//! Form evaluation results

use fieldlogic_rules::RuleOutcome;
use serde::{Deserialize, Serialize};

/// Outcome for one field
#[derive(Debug, Clone, PartialEq, Eq, Serialize, Deserialize)]
pub struct FieldReport {
    pub name: String,
    pub visible: bool,
    pub disabled: bool,
    pub required: bool,
    /// Hidden and disabled fields are not validated
    pub skipped: bool,
    pub outcome: RuleOutcome,
    #[serde(default, skip_serializing_if = "Option::is_none")]
    pub message: Option<String>,
}

impl FieldReport {
    pub fn is_valid(&self) -> bool {
        self.outcome.is_valid()
    }
}

/// Outcome for a whole form, fields in schema order
#[derive(Debug, Clone, Default, PartialEq, Eq, Serialize, Deserialize)]
pub struct FormReport {
    pub valid: bool,
    pub fields: Vec<FieldReport>,
}

impl FormReport {
    pub fn new(fields: Vec<FieldReport>) -> Self {
        Self {
            valid: fields.iter().all(FieldReport::is_valid),
            fields,
        }
    }

    pub fn is_valid(&self) -> bool {
        self.valid
    }

    pub fn field(&self, name: &str) -> Option<&FieldReport> {
        self.fields.iter().find(|field| field.name == name)
    }

    pub fn invalid_fields(&self) -> impl Iterator<Item = &FieldReport> {
        self.fields.iter().filter(|field| !field.is_valid())
    }
}

/// Problem found by static inspection of a schema
#[derive(Debug, Clone, PartialEq, Eq, Serialize, Deserialize)]
#[serde(tag = "kind", rename_all = "snake_case")]
pub enum LintFinding {
    /// Rule chain names a rule that is not registered
    UnknownRule { field: String, rule: String },
    /// Dependency condition that cannot be evaluated
    InvalidExpression {
        field: String,
        expression: String,
        message: String,
    },
}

### [Work instructions]
Using the records above, find and show each line with the string "RuleOutcome".

### [Response box]
use fieldlogic_rules::RuleOutcome;
    pub outcome: RuleOutcome,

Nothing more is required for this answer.